As the old joke goes, what do you call a device that stores a lot of energy in a very small space? You call it “a bomb.”

Aside from blowing things up, storing more energy is an important goal in improving everything from wearable health tech devices to electric cars. The more electricity that you can store in a given space — a greater energy density — means that the device will be able to run longer between charges. Batteries have service this function well, but they have limited energy density. In addition, they can take a long time to recharge and can only be recharged a certain number of times.

Capacitors differ from batteries in that they can accept a charge rapidly, and can discharge it just as rapidly. In recent years, supercapacitors — or “supercaps” — have increased their energy density but still remain short of traditional batteries. Exotic materials such as graphene and carbon nanotubes (CNTs) have played a major role in these new developments.

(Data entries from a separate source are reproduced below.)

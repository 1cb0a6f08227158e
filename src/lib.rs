// Library exports for canvas drawing layers.
//
// # Locking
//
// The font resolver is the only shared mutable state. Share it through
// `fonts::SharedFontResolver` (one `parking_lot::Mutex` around one resolver);
// never construct a second resolver over the same library font directory in
// the same process, since both would write the same alias file.

/// Library version (root crate version, for use by sub-crates).
pub const VERSION: &str = env!("CARGO_PKG_VERSION");

pub mod startup;

/// Font name → font file resolution.
pub mod fonts {
    pub use canvas_tools_fonts::*;
}

/// Per-axis curve math for smoothed paths.
pub mod geometry {
    pub use canvas_tools_geometry::*;
}

pub use startup::{open_font_resolver, open_shared_font_resolver};
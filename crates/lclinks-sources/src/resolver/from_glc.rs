//! FROM_GLC resolvers. All three products are downloaded by catalog id from
//! data-starcloud.pcl.ac.cn; they differ in how a tile is located.

use super::{lat_label, lon_label, ten_degree_cells, ResolveContext, ResolveRequest, TileResolver};
use crate::catalog::path_row_key;
use crate::footprints::matching_keys;
use crate::Result;
use lclinks_geo::{BoundingBox, GridAxis};
use std::collections::HashSet;
use tracing::{info, trace};

const DOWNLOAD_BASE: &str = "https://data-starcloud.pcl.ac.cn/api/en/resourceFile/download";

/// FROM_GLC 2015 latitude coverage.
const LAT_AXIS_2015: GridAxis = GridAxis::new(-60.0, 80.0, 10.0);

/// FROM_GLC 2010: Landsat 5 scenes located by WRS-2 path/row.
#[derive(Debug, Clone, Copy, Default)]
pub struct FromGlc2010;

impl TileResolver for FromGlc2010 {
    fn resolve(&self, request: &ResolveRequest, ctx: &ResolveContext<'_>) -> Result<Vec<String>> {
        let scenes = ctx.aux.wrs2_scenes()?;
        let index = ctx.aux.from_glc_2010()?;

        let mut seen = HashSet::new();
        let mut urls = Vec::new();
        for path_row in matching_keys(scenes, &request.bbox) {
            if !seen.insert(*path_row) {
                continue;
            }
            let key = path_row_key(path_row.path, path_row.row);
            let Some(entries) = index.get(&key) else {
                info!(source = "FROM_GLC_2010", path_row = %key, "missing metadata for path/row");
                continue;
            };
            urls.extend(
                entries
                    .iter()
                    .filter(|e| e.name.ends_with(".tif.tar.gz"))
                    .map(|e| format!("{DOWNLOAD_BASE}/4/{}", e.id)),
            );
        }
        Ok(urls)
    }
}

/// File name of a FROM_GLC 2015 tile, e.g. `030E10N.tif`.
pub fn from_glc_2015_tile_name(lat: i32, lon: i32) -> String {
    format!("{}{}.tif", lon_label(lon), lat_label(lat))
}

/// FROM_GLC 2015: 10° tiles looked up by file name.
#[derive(Debug, Clone, Copy, Default)]
pub struct FromGlc2015;

impl TileResolver for FromGlc2015 {
    fn resolve(&self, request: &ResolveRequest, ctx: &ResolveContext<'_>) -> Result<Vec<String>> {
        let index = ctx.aux.from_glc_2015()?;

        let mut urls = Vec::new();
        for (lat, lon) in ten_degree_cells(&request.bbox, LAT_AXIS_2015, "FROM_GLC_2015") {
            let name = from_glc_2015_tile_name(lat, lon);
            match index.first(&name) {
                Some(entry) => urls.push(format!("{DOWNLOAD_BASE}/3/{}", entry.id)),
                None => info!(source = "FROM_GLC_2015", tile = %name, "no data for tile"),
            }
        }
        Ok(urls)
    }
}

/// South-west corner `(lat, lon)` encoded in the last two `_` tokens of a
/// FROM_GLC 2017 file stem.
fn tile_corner_2017(name: &str) -> Option<(i32, i32)> {
    let stem = name.split('.').next()?;
    let mut tokens = stem.rsplit('_');
    let lon = tokens.next()?.parse().ok()?;
    let lat = tokens.next()?.parse().ok()?;
    Some((lat, lon))
}

/// Whether any corner of the 2° tile at `(lat, lon)` lies in `bbox`.
fn tile_2017_matches(bbox: &BoundingBox, lat: i32, lon: i32) -> bool {
    [(lat, lon), (lat, lon + 2), (lat + 2, lon), (lat + 2, lon + 2)]
        .iter()
        .any(|&(y, x)| bbox.contains(f64::from(y), f64::from(x)))
}

/// FROM_GLC 2017: 2° tiles located by the coordinates in their names.
#[derive(Debug, Clone, Copy, Default)]
pub struct FromGlc2017;

impl TileResolver for FromGlc2017 {
    fn resolve(&self, request: &ResolveRequest, ctx: &ResolveContext<'_>) -> Result<Vec<String>> {
        let catalog = ctx.aux.from_glc_2017()?;

        let mut urls = Vec::new();
        for entry in catalog.entries().iter().filter(|e| e.name.ends_with(".tif")) {
            let Some((lat, lon)) = tile_corner_2017(&entry.name) else {
                trace!(name = %entry.name, "could not parse tile corner");
                continue;
            };
            if tile_2017_matches(&request.bbox, lat, lon) {
                urls.push(format!("{DOWNLOAD_BASE}/1/{}", entry.id));
            }
        }
        Ok(urls)
    }
}
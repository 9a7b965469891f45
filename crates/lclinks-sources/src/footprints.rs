//! Tile-index footprints: WRS-2 scenes, GHS tiles and WSF grid cells.
//!
//! Readers turn shapefiles and GeoJSON grids into plain [`Footprint`]
//! lists; the filtering in [`matching_keys`] and [`intersecting_keys`] works on those lists only, so
//! it can be exercised without files.

use crate::{Result, SourceError};
use geo::{Geometry, LineString, MultiPolygon, Polygon};
use geojson::GeoJson;
use lclinks_geo::{intersects_geometry, is_valid_polygonal, BoundingBox, Reprojector};
use shapefile::dbase::{FieldValue, Record};
use shapefile::{PolygonRing, Shape};
use std::path::Path;
use tracing::{debug, trace};

/// A footprint geometry (WGS84) tagged with the attribute a resolver needs.
#[derive(Debug, Clone, PartialEq)]
pub struct Footprint<K> {
    /// Attribute carried through to the link.
    pub key: K,
    /// Footprint outline in WGS84 degrees.
    pub geometry: Geometry<f64>,
}

impl<K> Footprint<K> {
    /// Create a footprint.
    pub fn new(key: K, geometry: Geometry<f64>) -> Self {
        Self { key, geometry }
    }
}

/// Landsat WRS-2 path/row.
#[derive(Debug, Clone, Copy, PartialEq, Eq, Hash)]
pub struct PathRow {
    /// WRS-2 path.
    pub path: u32,
    /// WRS-2 row.
    pub row: u32,
}

/// Keys of valid footprints intersecting `bbox`, in input order.
pub fn matching_keys<'a, K>(
    footprints: &'a [Footprint<K>],
    bbox: &'a BoundingBox,
) -> impl Iterator<Item = &'a K> + 'a {
    footprints
        .iter()
        .filter(move |fp| is_valid_polygonal(&fp.geometry) && intersects_geometry(bbox, &fp.geometry))
        .map(|fp| &fp.key)
}

/// Keys of footprints intersecting `bbox`, in input order, without a
/// validity check.
pub fn intersecting_keys<'a, K>(
    footprints: &'a [Footprint<K>],
    bbox: &'a BoundingBox,
) -> impl Iterator<Item = &'a K> + 'a {
    footprints
        .iter()
        .filter(move |fp| intersects_geometry(bbox, &fp.geometry))
        .map(|fp| &fp.key)
}

// ============================================================================
// Shapefile readers
// ============================================================================

/// Read WRS-2 scene footprints with their `PATH` / `ROW` attributes.
pub fn read_wrs2_scenes(path: &Path) -> Result<Vec<Footprint<PathRow>>> {
    read_polygons(path, |record| {
        let path_value = numeric_field(record, "PATH")?;
        let row_value = numeric_field(record, "ROW")?;
        Some(PathRow {
            path: path_value as u32,
            row: row_value as u32,
        })
    })
}

/// Read GHS tile footprints with their `tile_id`, projected to WGS84.
pub fn read_ghs_tiles(path: &Path, reprojector: &Reprojector) -> Result<Vec<Footprint<String>>> {
    let tiles = read_polygons(path, |record| text_field(record, "tile_id"))?;
    Ok(project_tiles(tiles, reprojector))
}

/// Project tiles to WGS84. Tiles with a vertex outside the source
/// projection's domain are dropped.
fn project_tiles(tiles: Vec<Footprint<String>>, reprojector: &Reprojector) -> Vec<Footprint<String>> {
    let total = tiles.len();
    let projected: Vec<_> = tiles
        .into_iter()
        .filter_map(|fp| match reprojector.project_geometry(&fp.geometry) {
            Ok(geometry) => Some(Footprint::new(fp.key, geometry)),
            Err(e) => {
                debug!(tile_id = %fp.key, error = %e, "skipping tile outside projection domain");
                None
            }
        })
        .collect();
    if projected.len() < total {
        debug!(dropped = total - projected.len(), kept = projected.len(), "projected GHS tiles");
    }
    projected
}

fn read_polygons<K>(path: &Path, key_of: impl Fn(&Record) -> Option<K>) -> Result<Vec<Footprint<K>>> {
    let mut reader = shapefile::Reader::from_path(path)?;
    let mut footprints = Vec::new();
    let mut skipped = 0usize;

    for item in reader.iter_shapes_and_records() {
        let (shape, record) = item?;
        let geometry = shape_to_geometry(shape);
        match (geometry, key_of(&record)) {
            (Some(geometry), Some(key)) => footprints.push(Footprint::new(key, geometry)),
            _ => skipped += 1,
        }
    }

    debug!(path = %path.display(), footprints = footprints.len(), skipped, "read shapefile");
    Ok(footprints)
}

fn shape_to_geometry(shape: Shape) -> Option<Geometry<f64>> {
    let rings: Vec<(bool, Vec<(f64, f64)>)> = match shape {
        Shape::Polygon(polygon) => polygon.rings().iter().map(|r| ring_xy(r, |p| (p.x, p.y))).collect(),
        Shape::PolygonM(polygon) => polygon.rings().iter().map(|r| ring_xy(r, |p| (p.x, p.y))).collect(),
        Shape::PolygonZ(polygon) => polygon.rings().iter().map(|r| ring_xy(r, |p| (p.x, p.y))).collect(),
        other => {
            trace!(shape_type = ?other.shapetype(), "ignoring non-polygon shape");
            return None;
        }
    };
    rings_to_geometry(rings)
}

fn ring_xy<P>(ring: &PolygonRing<P>, xy: impl Fn(&P) -> (f64, f64)) -> (bool, Vec<(f64, f64)>) {
    match ring {
        PolygonRing::Outer(points) => (true, points.iter().map(&xy).collect()),
        PolygonRing::Inner(points) => (false, points.iter().map(&xy).collect()),
    }
}

/// Assemble shapefile rings: each outer ring opens a polygon, inner rings
/// attach to the most recent outer ring.
fn rings_to_geometry(rings: Vec<(bool, Vec<(f64, f64)>)>) -> Option<Geometry<f64>> {
    let mut polygons: Vec<(LineString<f64>, Vec<LineString<f64>>)> = Vec::new();
    for (is_outer, points) in rings {
        let ring = LineString::from(points);
        if is_outer {
            polygons.push((ring, Vec::new()));
        } else if let Some((_, holes)) = polygons.last_mut() {
            holes.push(ring);
        }
    }

    let mut polygons: Vec<Polygon<f64>> = polygons
        .into_iter()
        .map(|(exterior, holes)| Polygon::new(exterior, holes))
        .collect();

    match polygons.len() {
        0 => None,
        1 => polygons.pop().map(Geometry::Polygon),
        _ => Some(Geometry::MultiPolygon(MultiPolygon(polygons))),
    }
}

fn numeric_field(record: &Record, name: &str) -> Option<f64> {
    match record.get(name)? {
        FieldValue::Numeric(value) => *value,
        FieldValue::Integer(value) => Some(f64::from(*value)),
        FieldValue::Double(value) => Some(*value),
        FieldValue::Float(value) => value.map(f64::from),
        FieldValue::Character(Some(text)) => text.trim().parse().ok(),
        _ => None,
    }
}

fn text_field(record: &Record, name: &str) -> Option<String> {
    match record.get(name)? {
        FieldValue::Character(Some(text)) => Some(text.trim().to_string()),
        FieldValue::Numeric(Some(value)) => Some(value.to_string()),
        FieldValue::Integer(value) => Some(value.to_string()),
        _ => None,
    }
}

// ============================================================================
// GeoJSON grids
// ============================================================================

/// Parse a WSF tile grid: every feature with a geometry and a string
/// `Download` property becomes a footprint keyed by that URL.
pub fn parse_wsf_grid(text: &str, path: &Path) -> Result<Vec<Footprint<String>>> {
    let format_error = |reason: String| SourceError::CatalogFormat {
        path: path.to_path_buf(),
        reason,
    };

    let geojson: GeoJson = text.parse().map_err(|e: geojson::Error| format_error(e.to_string()))?;
    let GeoJson::FeatureCollection(collection) = geojson else {
        return Err(format_error("expected a FeatureCollection".into()));
    };

    let mut footprints = Vec::new();
    for feature in collection.features {
        let download = feature
            .property("Download")
            .and_then(|v| v.as_str())
            .map(str::to_string);
        let (Some(download), Some(geometry)) = (download, feature.geometry) else {
            continue;
        };
        match Geometry::<f64>::try_from(geometry) {
            Ok(geometry) => footprints.push(Footprint::new(download, geometry)),
            Err(e) => trace!(error = %e, "skipping grid cell with unconvertible geometry"),
        }
    }
    Ok(footprints)
}

/// Read a WSF grid file.
pub fn read_wsf_grid(path: &Path) -> Result<Vec<Footprint<String>>> {
    let text = std::fs::read_to_string(path)?;
    let footprints = parse_wsf_grid(&text, path)?;
    debug!(path = %path.display(), cells = footprints.len(), "read WSF grid");
    Ok(footprints)
}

Researchers at Duke University and Michigan State University have developed a new type of supercap that can be stretched without damaging its performance. They start with a “forest” of CNTs that are grown on a silicon substrate. They are then connected by coating the surface with a nanolayer of gold. They then transfer the forest — gold side down — to an elastic substrate that has been stretched in both directions. The substrate is then released, shrinking to one-quarter its original size. The result is a dense, flexible device that is much less prone to physical damage than traditional supercaps. They can also be stretched and bent, making them suitable for flexible applications such as smart garments and other wearable technology.

This new design could be paired with flexible batteries to provide energy storage that could be recharged quickly, as with energy harvesting from body motion, but store lots of power to be released over time by a battery. This hybrid approach could make a wide range of wearable devices practical.